Venezuelan politician

María Josefina Bolívar (born 1975) is a Venezuelan politician and perennial candidate. She was presidential candidate twice for the United Democratic Party for Peace and Freedom (PDUPL) in the presidential elections of 2012 and 2013. She also ran for the same party in the regional elections of 2012 and was candidate for the mayoralty of Maracaibo in the municipal elections of 2013. In 2015 she was nominated as candidate for the 4th circuit of Zulia State in the parliamentary elections, and in 2017 she stood as candidate for the Constituent National Assembly.

== Biography ==
Bolívar was born in Maturín and moved to Maracaibo with her parents. She completed her elementary education in Fe y Alegría and the Epifanía School. In 2002 she graduated from the University of Zulia as a lawyer. Years later she married Portuguese immigrant Mario Vieira, and together they opened the "Mayami" bakery in Maracaibo.

== Political career ==

=== 2012 presidential elections ===
In February 2012 she registered her candidacy for United Democratic Party for Peace and Freedom (PDUPL) for the 2012 presidential elections. On 23 August 2012, during an interview for the news channel Globovisión, she gained notoriety for her inability to understand a question from journalist Aymara Lorenzo about how the candidate was going to control inflation in the country, as well as for her phrase dame una ayudaíta (give me a little help). Bolívar finished in the fifth place in the elections, obtaining 7308 votes, 0.04% of the total.
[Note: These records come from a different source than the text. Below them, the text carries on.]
//! Integration tests for the LiveQuery server.
//!
//! Drives a running runtime through an [`AppContext`]:
//! 1. Event types and ACL gating for writes made through the database
//! 2. The WebSocket transport

pub mod event_tests;
pub mod helpers;
pub mod websocket_tests;
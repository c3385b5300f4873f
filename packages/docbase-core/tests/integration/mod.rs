//! Integration tests for the database core.
//!
//! Exercises the public API end to end through an [`AppContext`]:
//! 1. Object lifecycle with ACLs and relations
//! 2. Snapshot persistence across restarts
//! 3. Change publication for live queries

pub mod helpers;
pub mod lifecycle_tests;
pub mod persistence_tests;
pub mod publish_tests;
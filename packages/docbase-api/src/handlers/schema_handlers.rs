//! Schema handlers under `/schemas`. Every endpoint requires the master key.

use hyper::body::Bytes;
use hyper::Response;
use serde_json::{json, Map, Value};

use docbase_core::schema::types::parse_fields;
use docbase_core::schema::ClassLevelPermissions;
use docbase_core::{DbError, Document, ErrorCode};

use super::request_utils::{json_response, parse_json_body};
use crate::router::{AppState, RestRequest, RouterError};

fn require_master(req: &RestRequest) -> Result<(), RouterError> {
    if req.auth.is_master {
        Ok(())
    } else {
        Err(DbError::new(ErrorCode::OperationForbidden, "unauthorized: master key is required").into())
    }
}

fn class_does_not_exist(class_name: &str) -> RouterError {
    DbError::new(
        ErrorCode::InvalidClassName,
        format!("Class {} does not exist.", class_name),
    )
    .into()
}

fn class_level_permissions(body: &Document) -> Result<Option<ClassLevelPermissions>, RouterError> {
    match body.get("classLevelPermissions") {
        None | Some(Value::Null) => Ok(None),
        Some(value) => Ok(Some(ClassLevelPermissions::from_json(value)?)),
    }
}

fn object_member<'a>(body: &'a Document, key: &str) -> Result<Option<&'a Map<String, Value>>, RouterError> {
    match body.get(key) {
        None | Some(Value::Null) => Ok(None),
        Some(Value::Object(map)) => Ok(Some(map)),
        Some(_) => Err(DbError::invalid_json(format!("{} must be an object", key)).into()),
    }
}

/// Lists every class schema.
///
/// # Endpoint
/// `GET /schemas`
pub async fn list_schemas(req: RestRequest, state: &AppState) -> Result<Response<Bytes>, RouterError> {
    require_master(&req)?;
    let schemas = state.ctx.database.schema().get_all_classes(true).await?;
    let results: Vec<Value> = schemas.iter().map(|s| s.to_value()).collect();
    json_response(200, &json!({ "results": results }))
}

/// Fetches one class schema.
///
/// # Endpoint
/// `GET /schemas/{className}`
pub async fn get_schema(req: RestRequest, state: &AppState) -> Result<Response<Bytes>, RouterError> {
    require_master(&req)?;
    let class_name = req.class_name.unwrap_or_default();
    let schema = state
        .ctx
        .database
        .schema()
        .get_one_schema(&class_name, false, true)
        .await?
        .ok_or_else(|| class_does_not_exist(&class_name))?;
    json_response(200, &schema.to_value())
}

/// Creates a class.
///
/// # Endpoint
/// `POST /schemas` or `POST /schemas/{className}`
///
/// # Request Body
/// ```json
/// {
///   "className": "Game",
///   "fields": {"score": {"type": "Number"}},
///   "classLevelPermissions": {"find": {"*": true}},
///   "indexes": {"score_1": {"score": 1}}
/// }
/// ```
pub async fn create_schema(req: RestRequest, state: &AppState) -> Result<Response<Bytes>, RouterError> {
    require_master(&req)?;
    let body = parse_json_body(&req.body)?;
    let body_class = body.get("className").and_then(Value::as_str);
    let class_name = match (req.class_name.as_deref(), body_class) {
        (Some(path), Some(body)) if path != body => {
            return Err(DbError::new(
                ErrorCode::InvalidClassName,
                format!("Class name mismatch between {} and {}.", body, path),
            )
            .into());
        }
        (Some(path), _) => path.to_string(),
        (None, Some(body)) => body.to_string(),
        (None, None) => {
            return Err(DbError::new(ErrorCode::MissingRequiredField, "POST /schemas needs a class name.").into());
        }
    };

    let fields = match body.get("fields") {
        None | Some(Value::Null) => Default::default(),
        Some(value) => parse_fields(value)?,
    };
    let clp = class_level_permissions(&body)?;
    let controller = state.ctx.database.schema();
    let mut schema = controller
        .add_class_if_not_exists(&class_name, fields, clp)
        .await?;
    if let Some(indexes) = object_member(&body, "indexes")? {
        schema = controller
            .update_class(&class_name, &Map::new(), None, Some(indexes))
            .await?;
    }
    json_response(200, &schema.to_value())
}

/// Changes fields, permissions or indexes of a class.
///
/// # Endpoint
/// `PUT /schemas/{className}`
///
/// Fields and indexes submitted as `{"__op": "Delete"}` are dropped.
pub async fn update_schema(req: RestRequest, state: &AppState) -> Result<Response<Bytes>, RouterError> {
    require_master(&req)?;
    let class_name = req.class_name.clone().unwrap_or_default();
    let body = parse_json_body(&req.body)?;
    if let Some(body_class) = body.get("className").and_then(Value::as_str) {
        if body_class != class_name {
            return Err(DbError::new(
                ErrorCode::InvalidClassName,
                format!("Class name mismatch between {} and {}.", body_class, class_name),
            )
            .into());
        }
    }

    let empty = Map::new();
    let fields = object_member(&body, "fields")?.unwrap_or(&empty);
    let clp = class_level_permissions(&body)?;
    let indexes = object_member(&body, "indexes")?;
    let schema = state
        .ctx
        .database
        .schema()
        .update_class(&class_name, fields, clp, indexes)
        .await?;
    json_response(200, &schema.to_value())
}

/// Deletes an empty class.
///
/// # Endpoint
/// `DELETE /schemas/{className}`
pub async fn delete_schema(req: RestRequest, state: &AppState) -> Result<Response<Bytes>, RouterError> {
    require_master(&req)?;
    let class_name = req.class_name.unwrap_or_default();
    state.ctx.database.delete_schema(&class_name).await?;
    json_response(200, &json!({}))
}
=== 2013 presidential elections ===
After the death of president Hugo Chávez and the announcement of new presidential elections on 14 April 2013, Bolívar confirmed her new candidacy for PDUPL for the presidency of Venezuela. During her campaign, which started in Caracas, her platform included access to foreign currency for all Venezuelans and free education and other services. She denounced the "media war" waged by candidates Nicolás Maduro and Henrique Capriles. Bolívar received 13 227 votes in the elections, 0.08% of the total, doubling her votes for the same position six months before and finishing in fourth place.

=== Candidacy for governor of Zulia ===
On 12 October 2012 she registered her candidacy for the PDUPL for the regional elections held on 16 December 2012, in which Bolívar competed against Pablo Pérez (Democratic Unity Roundtable incumbent), Iris Rincón (candidate for NUVIPA) and Francisco Arias Cárdenas (candidate for the PSUV). Bolívar again finished in fourth place, with 620 votes, 0.04% of the total.

=== Candidacy for mayor of Maracaibo ===

Bolívar announced in 2013, on the Zulian television channel Aventura Televisión, that she would run as a candidate again, this time for the mayoralty of Maracaibo. She obtained fourth place in the election with 1723 votes, 0.30% of the total.

=== 2015 parliamentary elections ===

In 2015 the politician announced that she would run as PDUPL candidate for the National Assembly for circuit 4 of Zulia, which comprises the Venancio Pulgar, Idelfonso Vásquez, and Antonio Borjas Romero parishes of Maracaibo.

=== 2017 Constituent National Assembly ===
María Bolívar pre-registered and was accepted by the National Electoral Council as a candidate for the 2017 Constituent National Assembly in the Banking-Commerce sector, declaring that we must not abandon "the spaces that open the way to the changes that Venezuelans are demanding".